China continues its ambitious moves to make its fast-growing solar sector stand on its own feet, without subsidies. Planners are also ensuring that less solar and wind power is “curtailed”, or wasted. Curtailed wind power in Gansu and Xinjiang provinces has fallen from 43 per cent and 38 per cent in 2016 to 7.6 per cent and 14 per cent in 2019, respectively.
New technologies that allow more cost-efficient storage of renewable electricity will reduce curtailment further, and boost capacity utilisation of China’s ultra-high voltage lines, which transmit energy from the interior to high-demand coastal areas.
China’s renewable energy generation capacity stood at 10.1 per cent of the total, with wind accounting for 5.5 per cent, solar photovoltaic 3.1 per cent, and biomass making up the balance. Hydro adds another 17.8 per cent.
Greener Belt & Road Initiative is one of the world’s best hopes for decarbonization of the Energy System
China’s domestic progress is likely to translate to shared learning across the belt & road footprint, which would benefit the world.
A third bright spot is India’s solar buildout. Though India, the world’s third-largest carbon dioxide emitter, is still dependent on coal to keep the lights on, Indian Prime Minister Narendra Modi has plans to build 450 gigawatts of renewable energy installed capacity by 2030, a five fold increase.

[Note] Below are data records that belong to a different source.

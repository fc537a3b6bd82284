use log::{debug, warn};
use once_cell::sync::Lazy;
use regex::Regex;
use std::fs;
use std::path::{Path, PathBuf};

use crate::core::bids::{BidsError, entities::{BidsMap, Datatype}};
use crate::core::jobs::utils::shell_quote;

static SUBJECT_PATTERN: Lazy<Regex> =
  Lazy::new(|| Regex::new(r"(.*)_([0-9]{8})(.*)").expect("valid subject pattern"));
static SERIES_PATTERN: Lazy<Regex> =
  Lazy::new(|| Regex::new(r"^.*Series_([0-9]*)_(.*)$").expect("valid series pattern"));
static NON_ALPHANUMERIC: Lazy<Regex> =
  Lazy::new(|| Regex::new(r"[^0-9a-zA-Z]+").expect("valid label pattern"));

/// True if a directory name looks like `<subject>_<YYYYMMDD>...`
pub fn is_subject_dir_name(name: &str) -> bool {
  SUBJECT_PATTERN.is_match(name)
}

/// Subject label of a `<subject>_<YYYYMMDD>_<time>` directory, with
/// non-alphanumeric characters removed
pub fn subject_name(subject_dir: &Path) -> Option<String> {
  let base = subject_dir.file_name()?.to_str()?;
  let captures = SUBJECT_PATTERN.captures(base)?;
  let name = NON_ALPHANUMERIC.replace_all(captures.get(1)?.as_str(), "");
  Some(name.into_owned())
}

/// Series number and description of a `Series_<n>_<description>` directory
pub fn parse_series_dir(name: &str) -> Option<(u32, String)> {
  let captures = SERIES_PATTERN.captures(name)?;
  let run = captures.get(1)?.as_str().parse().ok()?;
  Some((run, captures.get(2)?.as_str().to_string()))
}

/// Commands setting `key` to `value` in a JSON sidecar with jq
pub fn fix_json_command(file: &Path, key: &str, value: &str) -> String {
  let escaped = value.replace('\\', "\\\\").replace('"', "\\\"");
  let filter = shell_quote(&format!(".{}=\"{}\"", key, escaped));
  let file = file.display();
  format!(
    "jq {} \"{}\" > \"{}.tmp\"\nmv \"{}.tmp\" \"{}\"\n",
    filter, file, file, file, file
  )
}

/// Loop renaming `*dwi.bval`/`*dwi.bvec` files to the `*.bval`/`*.bvec` names
pub fn fix_dwi_command(dir: &Path) -> String {
  format!(
    "for x in \"{}\"/*dwi.bv*\ndo mv \"$x\" \"${{x//dwi.}}\"\ndone\n",
    dir.display()
  )
}

/// Output directory of a series, `<bids>/sub-<s>[/ses-<ses>]/<datatype>`
pub fn series_output_dir(
  bids_dir: &Path,
  subject: &str,
  session: Option<&str>,
  datatype: Datatype,
) -> PathBuf {
  let mut dir = bids_dir.join(format!("sub-{}", subject));
  if let Some(session) = session {
    dir = dir.join(format!("ses-{}", session));
  }
  dir.join(datatype.to_string())
}

/// Build the conversion commands for one subject directory. Output
/// directories are created as a side effect; unmapped series are skipped.
pub fn subject_command(
  subject_dir: &Path,
  bids_dir: &Path,
  map: &BidsMap,
  dcm2niix_flags: &str,
) -> Result<String, BidsError> {
  let subject =
    subject_name(subject_dir).ok_or_else(|| BidsError::InvalidSubjectDir(subject_dir.to_path_buf()))?;

  let mut series_dirs: Vec<PathBuf> = fs::read_dir(subject_dir)?
    .filter_map(|entry| entry.ok())
    .map(|entry| entry.path())
    .filter(|path| path.is_dir())
    .collect();
  series_dirs.sort();

  let mut command = String::new();
  for series_dir in series_dirs {
    let Some(dir_name) = series_dir.file_name().and_then(|n| n.to_str()) else {
      continue;
    };
    let Some((run, description)) = parse_series_dir(dir_name) else {
      warn!("Skipping {}: not a series directory", series_dir.display());
      continue;
    };
    let Some(chain) = map.get(&description) else {
      debug!("Skipping unmapped series '{}'", description);
      continue;
    };

    let output_dir = series_output_dir(bids_dir, &subject, chain.session(), chain.datatype());
    fs::create_dir_all(&output_dir)?;
    let stem = chain.file_stem(&subject, run);

    let flags = if dcm2niix_flags.is_empty() {
      String::new()
    } else {
      format!("{} ", dcm2niix_flags)
    };
    command.push_str(&format!(
      "dcm2niix -ba n -l o -o \"{}\" -f {} {}\"{}\"\n",
      output_dir.display(),
      stem,
      flags,
      series_dir.display()
    ));

    let json_file = output_dir.join(format!("{}.json", stem));
    if let Some(task) = chain.task() {
      command.push_str(&fix_json_command(&json_file, "TaskName", task));
    }
    for (key, value) in &map.json_mod {
      command.push_str(&fix_json_command(&json_file, key, value));
    }
    if chain.datatype() == Datatype::Dwi {
      command.push_str(&fix_dwi_command(&output_dir));
    }
  }

  Ok(command)
}
use std::path::{Path, PathBuf};
use std::str::FromStr;

use log::debug;
use saphyr::{ScalarOwned, YamlOwned};

use crate::core::jobs::descriptor::{
  ArraySpec, Dependency, DependencyKind, Interpreter, JobDescriptor,
};
use crate::core::parsers::ParserError;
use crate::core::parsers::utils::{
  load_yaml_from_file, lookup_optional_str, lookup_optional_u32, lookup_str, lookup_string_map,
  scalar_to_string, string_or_sequence, wrong_type_err, yaml_lookup,
};
use crate::core::settings::Settings;

/// Values used when a job file leaves them out
#[derive(Debug, Clone, PartialEq)]
pub struct JobDefaults {
  pub account: Option<String>,
  pub partition: Option<String>,
  pub python_interpreter: String,
}

impl From<&Settings> for JobDefaults {
  fn from(settings: &Settings) -> Self {
    JobDefaults {
      account: settings.account.clone(),
      partition: settings.partition.clone(),
      python_interpreter: settings.python_interpreter().to_string(),
    }
  }
}

impl Default for JobDefaults {
  fn default() -> Self {
    JobDefaults::from(&Settings::default())
  }
}

fn parse_dependency(yaml: &YamlOwned) -> Result<Dependency, ParserError> {
  match yaml {
    YamlOwned::Mapping(_) => {
      let id = lookup_str(yaml, "id")?;
      let kind = match lookup_optional_str(yaml, "type")? {
        Some(kind) => DependencyKind::from_str(&kind)
          .map_err(|_| wrong_type_err!(kind, "dependency type (any, ok, notok/error, corr, burstbuffer)"))?,
        None => DependencyKind::default(),
      };
      Ok(Dependency::new(id, kind))
    }
    _ => Ok(Dependency::new(scalar_to_string(yaml)?, DependencyKind::default())),
  }
}

fn parse_array(yaml: &YamlOwned) -> Result<ArraySpec, ParserError> {
  let values = match yaml {
    YamlOwned::Sequence(_) => string_or_sequence(yaml)?,
    YamlOwned::Mapping(_) => match yaml_lookup(yaml, "values") {
      Some(values @ YamlOwned::Sequence(_)) => string_or_sequence(values)?,
      Some(values) => return Err(wrong_type_err!(values, "sequence")),
      None => return Err(ParserError::MissingKey("values".to_string())),
    },
    _ => return Err(wrong_type_err!(yaml, "sequence or mapping")),
  };

  let mut array = ArraySpec::new(values);
  if let Some(limit) = lookup_optional_u32(yaml, "limit")? {
    array = array.with_limit(limit);
  }
  if let Some(variable) = lookup_optional_str(yaml, "variable")? {
    array = array.with_variable(variable);
  }
  Ok(array)
}

fn parse_interpreter(value: &str, defaults: &JobDefaults) -> Interpreter {
  match value {
    "bash" => Interpreter::Bash,
    "python" => Interpreter::Python(defaults.python_interpreter.clone()),
    path => Interpreter::Path(path.to_string()),
  }
}

/// Build a job descriptor from a YAML mapping. Relative output directories
/// are resolved against `base_dir` when given.
pub fn parse_job(
  yaml: &YamlOwned,
  defaults: &JobDefaults,
  base_dir: Option<&Path>,
) -> Result<JobDescriptor, ParserError> {
  if !matches!(yaml, YamlOwned::Mapping(_)) {
    return Err(wrong_type_err!(yaml, "mapping"));
  }

  let mut builder = JobDescriptor::builder();
  if let Some(name) = lookup_optional_str(yaml, "name")? {
    builder = builder.name(name);
  }
  match yaml_lookup(yaml, "command") {
    None | Some(YamlOwned::Value(ScalarOwned::Null)) => {}
    Some(command) => builder = builder.commands(string_or_sequence(command)?),
  }

  if let Some(threads) = lookup_optional_u32(yaml, "threads")? {
    builder = builder.threads(threads);
  }
  if let Some(memory) = lookup_optional_str(yaml, "memory")? {
    builder = builder.memory(memory);
  }
  if let Some(time) = lookup_optional_str(yaml, "time")? {
    builder = builder.time(time);
  }
  if let Some(partition) = lookup_optional_str(yaml, "partition")?.or(defaults.partition.clone()) {
    builder = builder.partition(partition);
  }
  if let Some(account) = lookup_optional_str(yaml, "account")?.or(defaults.account.clone()) {
    builder = builder.account(account);
  }
  if let Some(index) = lookup_optional_str(yaml, "index")? {
    builder = builder.index(index);
  }
  if let Some(email) = lookup_optional_str(yaml, "email")? {
    builder = builder.email(email);
  }
  if let Some(dependency) = yaml_lookup(yaml, "dependency") {
    builder = builder.dependency(parse_dependency(dependency)?);
  }
  if let Some(array) = yaml_lookup(yaml, "array") {
    builder = builder.array(parse_array(array)?);
  }
  if let Some(dir) = lookup_optional_str(yaml, "output_directory")? {
    let dir = PathBuf::from(dir);
    let dir = match base_dir {
      Some(base) if dir.is_relative() => base.join(dir),
      _ => dir,
    };
    builder = builder.output_directory(dir);
  }
  if let Some(interpreter) = lookup_optional_str(yaml, "interpreter")? {
    builder = builder.interpreter(parse_interpreter(&interpreter, defaults));
  }
  for (key, value) in lookup_string_map(yaml, "directives")? {
    builder = builder.directive(key, value);
  }

  Ok(builder.build()?)
}

pub fn parse_job_from_file(path: &Path, defaults: &JobDefaults) -> Result<JobDescriptor, ParserError> {
  debug!("Loading job from file: {:?}", path);
  let yaml = load_yaml_from_file(path)?;
  parse_job(&yaml, defaults, path.parent())
}
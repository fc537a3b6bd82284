use std::env;
use std::path::PathBuf;
use std::process::ExitCode;

use anyhow::{Context, Result};
use clap::{Parser, Subcommand};

use crate::core::jobs::JobHandle;
use crate::core::jobs::descriptor::{Dependency, DependencyKind, JobDescriptor};
use crate::core::jobs::status::DEFAULT_INFO_FORMAT;
use crate::core::jobs::wait::WaitOutcome;
use crate::core::{self, Slurmbids};


#[derive(Parser)]
#[command(version, about, long_about = None)]
struct Cli {
  #[command(subcommand)]
  command: Option<Commands>,
}

#[derive(Subcommand)]
enum Commands {
  /// Create a local .slurmbids directory in the current directory
  Init {},
  /// Set the account charged for submitted jobs
  SetAccount {
    name: String,
    /// Store in the nearest local settings instead of globally
    #[arg(long)]
    local: bool,
  },
  /// Render a job file into a batch script
  Write {
    file: PathBuf,
    #[arg(short, long)]
    output: Option<PathBuf>,
  },
  /// Render and submit a job file
  Submit {
    file: PathBuf,
    #[arg(short, long)]
    output: Option<PathBuf>,
    /// Block until the job settles
    #[arg(long)]
    wait: bool,
  },
  /// Submit a command line without writing a script
  Wrap {
    #[arg(required = true, trailing_var_arg = true)]
    command: Vec<String>,
    #[arg(long, default_value = "wrap")]
    name: String,
    #[arg(long)]
    email: Option<String>,
    #[arg(long)]
    threads: Option<u32>,
    #[arg(long)]
    dependency: Option<String>,
    #[arg(long, default_value = "ok")]
    deptype: DependencyKind,
    #[arg(long)]
    output_directory: Option<PathBuf>,
  },
  /// Summarize the state of a job's rows
  Status { jobid: String },
  /// Print the accounting table of a job
  Info {
    jobid: String,
    /// Comma separated accounting fields
    #[arg(long, value_delimiter = ',')]
    format: Option<Vec<String>>,
  },
  /// Block until a job settles
  Wait { jobid: String },
  /// Mail once a job ends
  Notify { jobid: String, email: Option<String> },
  /// List the output files a job wrote
  Outputs {
    file: PathBuf,
    jobid: String,
    #[arg(long)]
    ext: Option<String>,
  },
  /// Convert sorted DICOM directories into a BIDS tree
  Convert {
    dicom_dir: PathBuf,
    bids_dir: PathBuf,
    /// YAML file mapping series descriptions to BIDS names
    map: PathBuf,
    /// Submit one job per subject instead of converting locally
    #[arg(long)]
    slurm: bool,
    #[arg(long)]
    throttle: bool,
    #[arg(long)]
    no_participants: bool,
    #[arg(long)]
    no_description: bool,
    /// Extra dcm2niix flags
    #[arg(long, default_value = "", allow_hyphen_values = true)]
    flags: String,
  },
}

fn wait_exit_code(outcome: &WaitOutcome) -> ExitCode {
  match outcome {
    WaitOutcome::Completed => {
      println!("✅ Job completed");
      ExitCode::SUCCESS
    }
    WaitOutcome::Failed(rows) => {
      eprintln!("❌ Job failed:");
      for row in rows {
        eprintln!("  {}", row.fields.join(" "));
      }
      ExitCode::from(1)
    }
    WaitOutcome::Unknown(states) => {
      let states: Vec<String> = states.iter().map(|s| s.to_string()).collect();
      eprintln!("Job settled in unexpected states: [{}]", states.join(", "));
      ExitCode::from(2)
    }
    WaitOutcome::Unsatisfiable(line) => {
      eprintln!("❌ Resource request cannot be satisfied: {}", line);
      ExitCode::from(3)
    }
  }
}

/// Exit code of a submission the scheduler did not acknowledge
fn unacknowledged_exit_code() -> ExitCode {
  ExitCode::from(2)
}

fn print_handle(handle: Option<JobHandle>) -> Option<JobHandle> {
  match &handle {
    Some(handle) => println!("{}", handle),
    None => eprintln!("Submission was not acknowledged"),
  }
  handle
}

pub fn main() -> Result<ExitCode> {
  let cli = Cli::parse();

  let Some(command) = cli.command else {
    return Ok(ExitCode::SUCCESS);
  };

  if let Commands::Init {} = command {
    let path = env::current_dir().context("Failed to get current directory")?;
    Slurmbids::init(&path).context("Failed to initialize slurmbids directory")?;
    println!("✅ Slurmbids initialized successfully!");
    return Ok(ExitCode::SUCCESS);
  }

  let mut slurmbids = core::Slurmbids::new().context("Failed to initialize slurmbids")?;
  match command {
    Commands::Init {} => {}
    Commands::SetAccount { name, local } => {
      slurmbids
        .set_account(&name, local)
        .context("Failed to set account in slurmbids settings")?;
      println!("✅ Account set to '{}' successfully!", name);
    }
    Commands::Write { file, output } => {
      let script = slurmbids
        .write_job(&file, output.as_deref())
        .with_context(|| format!("Failed to write job script from {}", file.display()))?;
      println!("{}", script.path.display());
    }
    Commands::Submit { file, output, wait } => {
      let handle = slurmbids
        .submit(&file, output.as_deref())
        .with_context(|| format!("Failed to submit job from {}", file.display()))?;
      let Some(handle) = print_handle(handle) else {
        return Ok(unacknowledged_exit_code());
      };
      if wait {
        let outcome = slurmbids.wait(&handle).context("Failed to wait for job")?;
        return Ok(wait_exit_code(&outcome));
      }
    }
    Commands::Wrap {
      command,
      name,
      email,
      threads,
      dependency,
      deptype,
      output_directory,
    } => {
      let mut builder = JobDescriptor::builder().name(name).command(command.join(" "));
      if let Some(email) = email {
        builder = builder.email(email);
      }
      if let Some(threads) = threads {
        builder = builder.threads(threads);
      }
      if let Some(id) = dependency {
        builder = builder.dependency(Dependency::new(id, deptype));
      }
      if let Some(dir) = output_directory {
        builder = builder.output_directory(dir);
      }
      if let Some(account) = &slurmbids.settings().account {
        builder = builder.account(account);
      }
      let job = builder.build().context("Invalid job")?;
      print_handle(slurmbids.wrap(&job).context("Failed to submit wrapped job")?);
    }
    Commands::Status { jobid } => {
      let statuses = slurmbids
        .status(&JobHandle::new(jobid))
        .context("Failed to query job status")?;
      if statuses.is_empty() {
        println!("No accounting rows");
      }
      for (state, count) in statuses.summary() {
        println!("{:<16}{}", state, count);
      }
    }
    Commands::Info { jobid, format } => {
      let fields: Vec<String> = format
        .unwrap_or_else(|| DEFAULT_INFO_FORMAT.iter().map(|f| f.to_string()).collect());
      let fields: Vec<&str> = fields.iter().map(String::as_str).collect();
      let table = slurmbids
        .info(&JobHandle::new(jobid), &fields)
        .context("Failed to query job accounting")?;
      print!("{}", table);
    }
    Commands::Wait { jobid } => {
      let outcome = slurmbids
        .wait(&JobHandle::new(jobid))
        .context("Failed to wait for job")?;
      return Ok(wait_exit_code(&outcome));
    }
    Commands::Notify { jobid, email } => {
      print_handle(
        slurmbids
          .notify(&JobHandle::new(jobid), email.as_deref())
          .context("Failed to submit notification job")?,
      );
    }
    Commands::Outputs { file, jobid, ext } => {
      let files = slurmbids
        .output_files(&file, &JobHandle::new(jobid), ext.as_deref())
        .context("Failed to list output files")?;
      for file in files {
        println!("{}", file.display());
      }
    }
    Commands::Convert {
      dicom_dir,
      bids_dir,
      map,
      slurm,
      throttle,
      no_participants,
      no_description,
      flags,
    } => {
      let mut options = slurmbids.convert_options();
      options.slurm = slurm;
      options.throttle = throttle;
      options.participant_file = !no_participants;
      options.description_file = !no_description;
      options.dcm2niix_flags = flags;
      let conversions = slurmbids
        .convert(&dicom_dir, &bids_dir, &map, &options)
        .with_context(|| format!("Failed to convert {}", dicom_dir.display()))?;
      for conversion in conversions {
        println!("{}: {:?}", conversion.subject, conversion.outcome);
      }
    }
  }

  Ok(ExitCode::SUCCESS)
}
use std::path::Path;
use std::str::FromStr;

use log::debug;
use saphyr::YamlOwned;

use crate::core::bids::BidsError;
use crate::core::bids::entities::{BidsMap, Datatype, EntityChain};
use crate::core::parsers::ParserError;
use crate::core::parsers::utils::{
  load_yaml_from_file, lookup_bool, lookup_str, lookup_string_map, scalar_to_string,
  wrong_type_err, yaml_lookup,
};

fn parse_entity_chain(yaml: &YamlOwned) -> Result<EntityChain, ParserError> {
  let datatype = lookup_str(yaml, "datatype")?;
  let datatype =
    Datatype::from_str(&datatype).map_err(|_| BidsError::UnknownDatatype(datatype.clone()))?;
  let suffix = lookup_str(yaml, "suffix")?;
  let entities = lookup_string_map(yaml, "entities")?;
  let nonstandard = lookup_bool(yaml, "nonstandard")?;
  Ok(EntityChain::new(datatype, &suffix, entities, nonstandard)?)
}

/// Build a series map from a YAML document of the form
///
/// ```yaml
/// series:
///   rsfMRI:
///     datatype: func
///     suffix: bold
///     entities: {task: rest}
/// json_mod:
///   InstitutionName: LCNI
/// ```
pub fn parse_bids_map(yaml: &YamlOwned) -> Result<BidsMap, ParserError> {
  let mut map = BidsMap::default();
  match yaml_lookup(yaml, "series") {
    Some(YamlOwned::Mapping(series)) => {
      for (description, chain) in series.iter() {
        let description = scalar_to_string(description)?;
        debug!("Mapping series '{}'", description);
        map.add(description, parse_entity_chain(chain)?);
      }
    }
    Some(series) => return Err(wrong_type_err!(series, "mapping")),
    None => return Err(ParserError::MissingKey("series".to_string())),
  }
  map.json_mod = lookup_string_map(yaml, "json_mod")?;
  Ok(map)
}

pub fn parse_bids_map_from_file(path: &Path) -> Result<BidsMap, ParserError> {
  debug!("Loading BIDS map from file: {:?}", path);
  let yaml = load_yaml_from_file(path)?;
  parse_bids_map(&yaml)
}
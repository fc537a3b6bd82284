use log::{debug, info, warn};
use std::fs;
use std::path::{Path, PathBuf};

use crate::core::jobs::{
  JobError,
  descriptor::JobDescriptor,
  utils::{make_script_executable, references_variable, shell_quote},
};

/// Marker prefixing every directive line in a rendered script
pub const DIRECTIVE_PREFIX: &str = "#SBATCH";

/// A single scheduler option, rendered as `--key=value`
#[derive(Debug, Clone, PartialEq, Eq)]
pub struct Directive {
  pub key: String,
  pub value: String,
}

impl Directive {
  fn new(key: &str, value: impl ToString) -> Self {
    Directive {
      key: key.to_string(),
      value: value.to_string(),
    }
  }

  /// Command line form, e.g. `--cpus-per-task=4`
  pub fn flag(&self) -> String {
    format!("--{}={}", self.key, self.value)
  }

  /// Script header form, e.g. `#SBATCH --cpus-per-task=4`
  pub fn line(&self) -> String {
    format!("{} {}", DIRECTIVE_PREFIX, self.flag())
  }
}

/// A script written to disk. Never rewritten after creation.
#[derive(Debug, Clone, PartialEq)]
pub struct RenderedScript {
  pub path: PathBuf,
  pub content: String,
}

/// Directives shared by script files and `--wrap` submissions.
/// Order is stable; extra directives never override an explicit field.
pub fn job_directives(job: &JobDescriptor) -> Vec<Directive> {
  let mut directives = vec![Directive::new("job-name", job.name())];

  if let Some(email) = job.email() {
    directives.push(Directive::new("mail-user", email));
    directives.push(Directive::new("mail-type", "END"));
  }
  if let Some(dependency) = job.dependency() {
    directives.push(Directive::new("dependency", dependency.directive_value()));
  }

  let resources = job.resources();
  if let Some(threads) = resources.threads {
    directives.push(Directive::new("cpus-per-task", threads));
  }
  if let Some(memory) = &resources.memory {
    directives.push(Directive::new("mem", memory));
  }
  if let Some(time) = &resources.time {
    directives.push(Directive::new("time", time));
  }
  if let Some(partition) = &resources.partition {
    directives.push(Directive::new("partition", partition));
  }
  if let Some(account) = job.account() {
    directives.push(Directive::new("account", account));
  }
  if let Some(index) = job.index() {
    directives.push(Directive::new("comment", format!("idx:{}", index)));
  }

  let reserved = reserved_keys(job);
  for (key, value) in job.directives() {
    if directives.iter().any(|d| &d.key == key) || reserved.contains(&key.as_str()) {
      debug!("Skipping directive '{}': set by an explicit field", key);
      continue;
    }
    directives.push(Directive::new(key, value));
  }

  directives
}

/// Keys emitted after the extra directives, which must not be duplicated
fn reserved_keys(job: &JobDescriptor) -> Vec<&'static str> {
  let mut keys = Vec::new();
  if job.output_directory().is_some() {
    keys.extend(["output", "error"]);
  }
  if job.array().is_some() {
    keys.push("array");
  }
  keys
}

/// All directive lines of a script file, including output and array options
pub fn script_directives(job: &JobDescriptor) -> Vec<Directive> {
  let mut directives = job_directives(job);

  if let Some(dir) = job.output_directory() {
    let pattern = if job.array().is_some() {
      "%x-%A_%a"
    } else {
      "%x-%j"
    };
    let dir = dir.display();
    directives.push(Directive::new("output", format!("{}/{}.out", dir, pattern)));
    directives.push(Directive::new("error", format!("{}/{}.err", dir, pattern)));
  }
  if let Some(array) = job.array() {
    directives.push(Directive::new("array", array.directive_value()));
  }

  directives
}

/// Render the full text of a batch script
pub fn render(job: &JobDescriptor) -> String {
  let mut script = String::new();
  script.push_str(&job.interpreter().shebang());
  script.push('\n');

  for directive in script_directives(job) {
    script.push_str(&directive.line());
    script.push('\n');
  }
  script.push('\n');

  if let Some(array) = job.array() {
    if !job.interpreter().is_shell() {
      warn!(
        "Job '{}' declares an array but its interpreter is not a shell",
        job.name()
      );
    }
    let values: Vec<String> = array.values.iter().map(|v| shell_quote(v)).collect();
    script.push_str(&format!("data=({})\n", values.join(" ")));
    script.push_str(&format!(
      "{}=${{data[$SLURM_ARRAY_TASK_ID]}}\n\n",
      array.variable
    ));
    if !references_variable(job.command(), &array.variable) {
      warn!(
        "Variable '{}' not found in the command of job '{}'",
        array.variable,
        job.name()
      );
    }
  }

  script.push_str(&job.command().join("\n"));
  script.push('\n');
  script
}

/// Render `job` and write it to `path`, creating the output directory if needed
pub fn write_script(job: &JobDescriptor, path: &Path) -> Result<RenderedScript, JobError> {
  if let Some(dir) = job.output_directory() {
    if !dir.exists() {
      fs::create_dir_all(dir)?;
    }
  }

  let content = render(job);
  fs::write(path, &content)?;
  make_script_executable(path)?;
  info!("Wrote job script for '{}' to {}", job.name(), path.display());

  Ok(RenderedScript {
    path: path.to_path_buf(),
    content,
  })
}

Since 2016, India has nearly doubled the share of solar and wind power installed capacity from 11 per cent to 20 per cent. Taking advantage of the fact that solar is even cheaper than coal-fired power, India has used domestic and international capital to construct some of the largest utility-scale solar projects in the world, at some of the cheapest prices.
The 2.3 gigawatt Bhadla Solar Park in Rajasthan is the world’s largest to date, roughly equivalent to the power produced by two nuclear power plants. Altogether, India’s nine ultra-mega solar projects account for 14.6 gigawatts of low-cost solar capacity.
There are 10 years to go until 2030 when each country’s climate goal set at Paris is meant to be met. On average, to keep global warming at the 1.5 degrees Celsius temperature goal of the Paris agreement, greenhouse gas emissions must fall by 7.6 per cent each year between 2020 and 2030.
It’s good to see the positive change and feel the urgency even in the midst of the Covid-19 pandemic, but we are still in the early years of the greatest battle of our era, that of limiting the worst effects of climate change.